* _The data_:
*** Block opens ***
use tracing::debug;
use uuid::Uuid;

use crate::diet::artifacts::{ArtifactStore, TrainedArtifact};
use crate::diet::encoder::encode_for_prediction;
use crate::diet::DietError;
use crate::models::profile::ProfileAttributes;
use crate::store::{ProfileStore, UserStore};

#[derive(Debug, Clone, PartialEq)]
pub struct Prediction {
    pub predicted_diet: String,
    pub model_version: u64,
}

/// Encodes `record` against the artifact's own schema and runs its classifier.
pub fn predict_with(artifact: &TrainedArtifact, record: &ProfileAttributes) -> Result<Prediction, DietError> {
    let row = encode_for_prediction(record, &artifact.schema);
    let predicted_diet = artifact.classifier.predict_row(&row)?;
    Ok(Prediction {
        predicted_diet,
        model_version: artifact.version,
    })
}

/// Predicts for the user's most recently submitted profile.
pub async fn predict_for_user(
    artifacts: &ArtifactStore,
    users: &dyn UserStore,
    profiles: &dyn ProfileStore,
    user_id: Uuid,
) -> Result<Prediction, DietError> {
    let artifact = artifacts.current().await.ok_or(DietError::ModelNotTrained)?;

    users
        .find_by_id(user_id)
        .await
        .map_err(DietError::Store)?
        .ok_or(DietError::UserNotFound(user_id))?;

    let latest = profiles
        .latest_for_user(user_id)
        .await
        .map_err(DietError::Store)?
        .ok_or(DietError::NoProfileData(user_id))?;

    debug!("Predicting for user {user_id} from profile {}", latest.id);
    predict_with(&artifact, &latest.attributes())
}

/// Predicts for a profile supplied directly by the caller; nothing is stored.
pub async fn predict_for_input(
    artifacts: &ArtifactStore,
    record: &ProfileAttributes,
) -> Result<Prediction, DietError> {
    let artifact = artifacts.current().await.ok_or(DietError::ModelNotTrained)?;
    let record = record.normalized().map_err(DietError::InvalidProfile)?;
    predict_with(&artifact, &record)
}

#[cfg(test)]
mod tests {
    use super::*;
    use crate::diet::forest::ForestParams;
    use crate::diet::trainer::{retrain, TrainingConfig};
    use crate::store::{CreateUser, NewUser};
    use crate::testing::{profile, sample_profiles, MemoryProfileStore, MemoryUserStore};

    struct Fixture {
        _dir: tempfile::TempDir,
        artifacts: ArtifactStore,
        users: MemoryUserStore,
        profiles: MemoryProfileStore,
    }

    async fn fixture() -> Fixture {
        let dir = tempfile::tempdir().unwrap();
        let artifacts = ArtifactStore::open(dir.path()).await.unwrap();
        Fixture {
            _dir: dir,
            artifacts,
            users: MemoryUserStore::default(),
            profiles: MemoryProfileStore::default(),
        }
    }

    async fn add_user(f: &Fixture, username: &str) -> Uuid {
        match f
            .users
            .create(NewUser {
                username: username.to_string(),
                password_hash: "x".to_string(),
                first_name: None,
                last_name: None,
            })
            .await
            .unwrap()
        {
            CreateUser::Created(user) => user.id,
            CreateUser::UsernameTaken => panic!("{username} already exists"),
        }
    }

    async fn trained(f: &Fixture) {
        let trainer = add_user(f, "trainer").await;
        for p in sample_profiles() {
            f.profiles.insert(trainer, &p).await.unwrap();
        }
        let config = TrainingConfig {
            forest: ForestParams {
                n_estimators: 20,
                ..ForestParams::default()
            },
            ..TrainingConfig::default()
        };
        retrain(&f.profiles, &f.artifacts, config).await.unwrap();
    }

    #[tokio::test]
    async fn test_untrained_model() {
        let f = fixture().await;
        let user = add_user(&f, "johndoe").await;
        let err = predict_for_user(&f.artifacts, &f.users, &f.profiles, user)
            .await
            .unwrap_err();
        assert!(matches!(err, DietError::ModelNotTrained));

        let err = predict_for_input(&f.artifacts, &sample_profiles()[0])
            .await
            .unwrap_err();
        assert!(matches!(err, DietError::ModelNotTrained));
    }

    #[tokio::test]
    async fn test_unknown_user() {
        let f = fixture().await;
        trained(&f).await;
        let missing = Uuid::new_v4();
        let err = predict_for_user(&f.artifacts, &f.users, &f.profiles, missing)
            .await
            .unwrap_err();
        assert!(matches!(err, DietError::UserNotFound(id) if id == missing));
    }

    #[tokio::test]
    async fn test_user_without_profile() {
        let f = fixture().await;
        trained(&f).await;
        let user = add_user(&f, "johndoe").await;
        let err = predict_for_user(&f.artifacts, &f.users, &f.profiles, user)
            .await
            .unwrap_err();
        assert!(matches!(err, DietError::NoProfileData(_)));
    }

    #[tokio::test]
    async fn test_prediction_is_a_trained_label() {
        let f = fixture().await;
        trained(&f).await;
        let user = add_user(&f, "johndoe").await;
        f.profiles
            .insert(user, &profile(30, "Male", "Moderate", "Muscle Gain", "Balanced"))
            .await
            .unwrap();

        let prediction = predict_for_user(&f.artifacts, &f.users, &f.profiles, user)
            .await
            .unwrap();
        let artifact = f.artifacts.current().await.unwrap();
        assert!(artifact
            .classifier
            .labels()
            .contains(&prediction.predicted_diet));
        assert_eq!(prediction.model_version, 1);
    }

    #[tokio::test]
    async fn test_latest_profile_wins() {
        let f = fixture().await;
        trained(&f).await;
        let user = add_user(&f, "janedoe").await;
        let older = profile(62, "Female", "Low", "Weight Loss", "Vegan");
        let newer = profile(24, "Male", "High", "Muscle Gain", "High Protein");
        f.profiles.insert(user, &older).await.unwrap();
        f.profiles.insert(user, &newer).await.unwrap();

        let artifact = f.artifacts.current().await.unwrap();
        let expected = predict_with(&artifact, &newer).unwrap();
        let actual = predict_for_user(&f.artifacts, &f.users, &f.profiles, user)
            .await
            .unwrap();
        assert_eq!(actual, expected);
    }

    #[tokio::test]
    async fn test_input_with_unseen_categories() {
        let f = fixture().await;
        trained(&f).await;
        let odd = profile(45, "Nonbinary", "Sedentary", "Endurance", "Paleo");
        let prediction = predict_for_input(&f.artifacts, &odd).await.unwrap();
        let artifact = f.artifacts.current().await.unwrap();
        assert!(artifact.classifier.labels().contains(&prediction.predicted_diet));
    }

    #[tokio::test]
    async fn test_input_is_validated() {
        let f = fixture().await;
        trained(&f).await;
        let mut bad = sample_profiles()[0].clone();
        bad.gender = " ".to_string();
        let err = predict_for_input(&f.artifacts, &bad).await.unwrap_err();
        assert!(matches!(err, DietError::InvalidProfile(ref e) if e.field == "gender"));
    }
}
*** Block closes ***
* _About this task_: Which lines of the data contain "record"? Copy them all.

* _Result_:
/// Encodes `record` against the artifact's own schema and runs its classifier.
pub fn predict_with(artifact: &TrainedArtifact, record: &ProfileAttributes) -> Result<Prediction, DietError> {
    let row = encode_for_prediction(record, &artifact.schema);
    record: &ProfileAttributes,
    let record = record.normalized().map_err(DietError::InvalidProfile)?;
    predict_with(&artifact, &record)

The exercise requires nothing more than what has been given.